Focusing on the Albanians, this is how Fallmerayer described the Morea in the 19th century:

i) If the many colonies of Albanian immigrants had already exchanged their native tongue for modern Greek, as their predecessors, the Slavs, had done, and as could have happened over the centuries, the opponents of my theory of Albanian migration covering all of new Greece would have had an easier time of it refusing to believe me, because the new arrivals, comrades in religion and governance of the Greek-speakers, did not have the same destructive influence on place names, as did the Slavs. Phrantzes asserts: “Half of Peloponnese land was actually occupied by the Albanians at that time and they attempted to get the other half, too, both by force of arms and by negotiation with Sultan Mehmed II.” In the works of Chalkokondylas, Spandugino and Phrantzes, or similarly concerning the Slavic occupation of the Peloponnese in Evagrius, Constantine Porphyrogenetus, the Scholiast of Strabo and Patriarch Nicholas, the above-mentioned scholars would only come up with the same old explanations, i.e. that “these are merely assertions of a general nature that must be treated with caution when applied; they are assertions that reflect more a lack of knowledge or imprecision on the part of the writer than truth and exactitude.” Unfortunately for the friends of ancient Greek cause, gentle folk they may be, though not particularly astute, the inhabitants of the Academy of Plato and of all of Attica, of Boeotia, Megara, Corinth, Argolis, Hydra, Spetzia, Phlius and the interior of the Morea, have preserved the customs, language and clothing of their native land to the present day. However, if we take a look solely at the Peloponnese, no one would accept that the martial advance of the Albanians through the peninsula at the time of Cantacuzene simply came to a stop and consisted merely of a few small units of men or a few mercenaries who left their families at home. Once curious piece of information is preserved in the funeral oration of Theodor Palaeologus, the successor of Cantacuzene in Mistra (1380-1407), that shows just how continuously and massively the Albanians flooded across the isthmus: “Ten thousand Illyrians, i.e. Albanians, were given residence in the Peloponnese by Theodor Palaeologus, and these ten thousand men brought their women and children, their possessions and animals with them.”

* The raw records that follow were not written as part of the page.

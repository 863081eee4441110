//! Catalog default-value text -> expression.
//!
//! Providers report column defaults as SQL text in their own spelling
//! (`(0)`, `((1))`, `'abc'::character varying`, `N'x'`, `CURRENT_TIMESTAMP`).
//! Literals and the current-time functions are recognised; anything else is
//! kept verbatim as [`Expr::Native`]. This is the one tolerant path in the
//! crate: it never fails.

use once_cell::sync::Lazy;
use regex::Regex;

use super::temporal::{parse_date, parse_datetime, parse_datetimeoffset, parse_time};
use crate::sql::dialect::Dialect;
use crate::sql::expr::{
    lit_bool, lit_bytes, lit_date, lit_datetime, lit_datetimeoffset, lit_decimal, lit_float,
    lit_int, lit_null, lit_str, lit_time, portable, Expr,
};
use crate::sql::function::PortableFunction;
use crate::sql::types::ValueType;

static PG_CAST_SUFFIX: Lazy<Regex> = Lazy::new(|| {
    Regex::new(r#"::(?:"[^"]+"|[A-Za-z_][A-Za-z0-9_ ]*)(?:\(\d+(?:,\s*\d+)?\))?(?:\[\])?$"#)
        .unwrap()
});

static INTEGER: Lazy<Regex> = Lazy::new(|| Regex::new(r"^[+-]?\d+$").unwrap());

static DECIMAL: Lazy<Regex> = Lazy::new(|| Regex::new(r"^[+-]?(?:\d+\.\d*|\.\d+)$").unwrap());

static HEX_BLOB: Lazy<Regex> =
    Lazy::new(|| Regex::new(r"^(?:[xX]'([0-9a-fA-F]*)'|0[xX]([0-9a-fA-F]*))$").unwrap());

/// Decode a default-value text reported by `dialect` for a column of `ty`.
pub fn decode_default(dialect: Dialect, ty: &ValueType, text: &str) -> Expr {
    match decode_literal(dialect, ty, text) {
        Some(expr) => expr,
        None => {
            tracing::warn!(
                dialect = %dialect,
                column_type = %ty,
                default = text,
                "default value kept as native SQL"
            );
            Expr::Native(text.trim().to_string())
        }
    }
}

fn decode_literal(dialect: Dialect, ty: &ValueType, text: &str) -> Option<Expr> {
    let mut body = strip_outer_parens(text.trim());
    if dialect == Dialect::Postgres {
        while let Some(m) = PG_CAST_SUFFIX.find(body) {
            body = strip_outer_parens(body[..m.start()].trim_end());
        }
    }
    if body.is_empty() {
        return None;
    }

    let upper = body.to_ascii_uppercase();
    match upper.as_str() {
        "NULL" => return Some(lit_null()),
        "TRUE" => return Some(lit_bool(true)),
        "FALSE" => return Some(lit_bool(false)),
        "CURRENT_TIMESTAMP" | "NOW()" | "GETDATE()" | "SYSDATETIME()" | "LOCALTIMESTAMP" => {
            return Some(portable(PortableFunction::CurrentTimestamp, vec![]))
        }
        "CURRENT_DATE" => return Some(portable(PortableFunction::CurrentDate, vec![])),
        _ => {}
    }

    if INTEGER.is_match(body) {
        let n: i64 = body.parse().ok()?;
        return Some(match (ty, n) {
            (ValueType::Boolean, 0) => lit_bool(false),
            (ValueType::Boolean, 1) => lit_bool(true),
            (ValueType::Decimal(_, _), _) => lit_decimal(body.trim_start_matches('+')),
            _ => lit_int(n),
        });
    }

    if DECIMAL.is_match(body) {
        return match ty {
            ValueType::Decimal(_, _) => Some(lit_decimal(body.trim_start_matches('+'))),
            _ => body.parse::<f64>().ok().map(lit_float),
        };
    }

    if let Some(caps) = HEX_BLOB.captures(body) {
        let digits = caps.get(1).or_else(|| caps.get(2))?.as_str();
        return decode_hex(digits).map(|b| lit_bytes(&b));
    }

    let quoted = body
        .strip_prefix(['N', 'n'])
        .filter(|rest| rest.starts_with('\''))
        .unwrap_or(body);
    if let Some(s) = unquote(quoted) {
        return Some(typed_string(ty, s));
    }

    None
}

/// Interpret a string literal according to the column type.
fn typed_string(ty: &ValueType, s: String) -> Expr {
    let typed = match ty {
        ValueType::Date => parse_date(&s).map(lit_date),
        ValueType::Time => parse_time(&s).map(lit_time),
        ValueType::DateTime => parse_datetime(&s).map(lit_datetime),
        ValueType::DateTimeOffset => parse_datetimeoffset(&s).map(lit_datetimeoffset),
        _ => None,
    };
    typed.unwrap_or_else(|| lit_str(&s))
}

/// Remove balanced parentheses wrapping the whole text: `((0))` -> `0`.
pub(crate) fn strip_outer_parens(mut text: &str) -> &str {
    while text.starts_with('(') && text.ends_with(')') && wraps_whole(text) {
        text = text[1..text.len() - 1].trim();
    }
    text
}

fn wraps_whole(text: &str) -> bool {
    let mut depth = 0i32;
    let mut in_string = false;
    let last = text.len() - 1;
    for (i, c) in text.char_indices() {
        match c {
            '\'' => in_string = !in_string,
            '(' if !in_string => depth += 1,
            ')' if !in_string => {
                depth -= 1;
                if depth == 0 && i != last {
                    return false;
                }
            }
            _ => {}
        }
    }
    depth == 0
}

/// `'it''s'` -> `it's`. `None` unless the text is exactly one literal.
fn unquote(text: &str) -> Option<String> {
    let inner = text.strip_prefix('\'')?.strip_suffix('\'')?;
    let mut out = String::with_capacity(inner.len());
    let mut chars = inner.chars().peekable();
    while let Some(c) = chars.next() {
        if c == '\'' {
            // a lone quote ends the literal early: not a single literal
            if chars.next() != Some('\'') {
                return None;
            }
        }
        out.push(c);
    }
    Some(out)
}

fn decode_hex(digits: &str) -> Option<Vec<u8>> {
    if digits.len() % 2 != 0 {
        return None;
    }
    (0..digits.len())
        .step_by(2)
        .map(|i| u8::from_str_radix(&digits[i..i + 2], 16).ok())
        .collect()
}

#[cfg(test)]
mod tests {
    use super::*;
    use chrono::NaiveDate;

    fn decode(dialect: Dialect, ty: ValueType, text: &str) -> Expr {
        decode_default(dialect, &ty, text)
    }

    #[test]
    fn test_nested_parens() {
        assert_eq!(decode(Dialect::SqlServer, ValueType::Int32, "((0))"), lit_int(0));
        assert_eq!(decode(Dialect::SqlServer, ValueType::Boolean, "((1))"), lit_bool(true));
        assert_eq!(decode(Dialect::Sqlite, ValueType::Double, "(-1.5)"), lit_float(-1.5));
    }

    #[test]
    fn test_postgres_casts() {
        assert_eq!(
            decode(Dialect::Postgres, ValueType::VarChar(crate::sql::types::Length::Fixed(10)), "'abc'::character varying"),
            lit_str("abc")
        );
        assert_eq!(
            decode(Dialect::Postgres, ValueType::Decimal(10, 2), "(0)::numeric(10,2)"),
            lit_decimal("0")
        );
    }

    #[test]
    fn test_strings() {
        assert_eq!(decode(Dialect::SqlServer, ValueType::Text, "(N'it''s')"), lit_str("it's"));
        assert_eq!(
            decode(Dialect::Sqlite, ValueType::Date, "'2024-02-29'"),
            lit_date(NaiveDate::from_ymd_opt(2024, 2, 29).unwrap())
        );
        // not a single literal
        assert!(matches!(
            decode(Dialect::Sqlite, ValueType::Text, "'a' || 'b'"),
            Expr::Native(_)
        ));
    }

    #[test]
    fn test_current_time_functions() {
        assert_eq!(
            decode(Dialect::Sqlite, ValueType::DateTime, "CURRENT_TIMESTAMP"),
            portable(PortableFunction::CurrentTimestamp, vec![])
        );
        assert_eq!(
            decode(Dialect::SqlServer, ValueType::DateTime, "(getdate())"),
            portable(PortableFunction::CurrentTimestamp, vec![])
        );
    }

    #[test]
    fn test_blobs() {
        assert_eq!(decode(Dialect::Sqlite, ValueType::VarBinary(crate::sql::types::Length::Max), "X'0aff'"), lit_bytes(&[0x0a, 0xff]));
        assert_eq!(decode(Dialect::SqlServer, ValueType::Binary(2), "(0x0102)"), lit_bytes(&[1, 2]));
    }

    #[test]
    fn test_unparsable_degrades_to_native() {
        assert_eq!(
            decode(Dialect::Postgres, ValueType::Int64, "nextval('orders_id_seq'::regclass)"),
            Expr::Native("nextval('orders_id_seq'::regclass)".into())
        );
        assert_eq!(
            decode(Dialect::Sqlite, ValueType::Text, "  lower(hex(randomblob(16)))  "),
            Expr::Native("lower(hex(randomblob(16)))".into())
        );
    }

    #[test]
    fn test_strip_outer_parens() {
        assert_eq!(strip_outer_parens("((a))"), "a");
        assert_eq!(strip_outer_parens("(a) + (b)"), "(a) + (b)");
        assert_eq!(strip_outer_parens("('(')"), "'('");
    }
}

If one considers that all the families of Albanians who arrived in the Morea during the rule of Manuel Cantacuzene and Theodor Palaeologus, in the province of Mistra. i.e. in the Eurotas valley, had to be accommodated in southeastern Arcadia, Tsakonia and the towards Argolis, it is easy to see that the districts inhabited by Slavs and, on the east side, apparently by some remnants of the ancient Greeks, were largely empty. And if one considers that before and during these events there was a time when there were less than 150,000 people in the whole of the Peloponnese, one can easily comprehend how limited the knowledge of the philosopher Plethon in the fifteenth century was, who refused to accept any substantial alteration in the population of the Peloponnese. The same is can be said of his successors in the present day, at least in this part of the world.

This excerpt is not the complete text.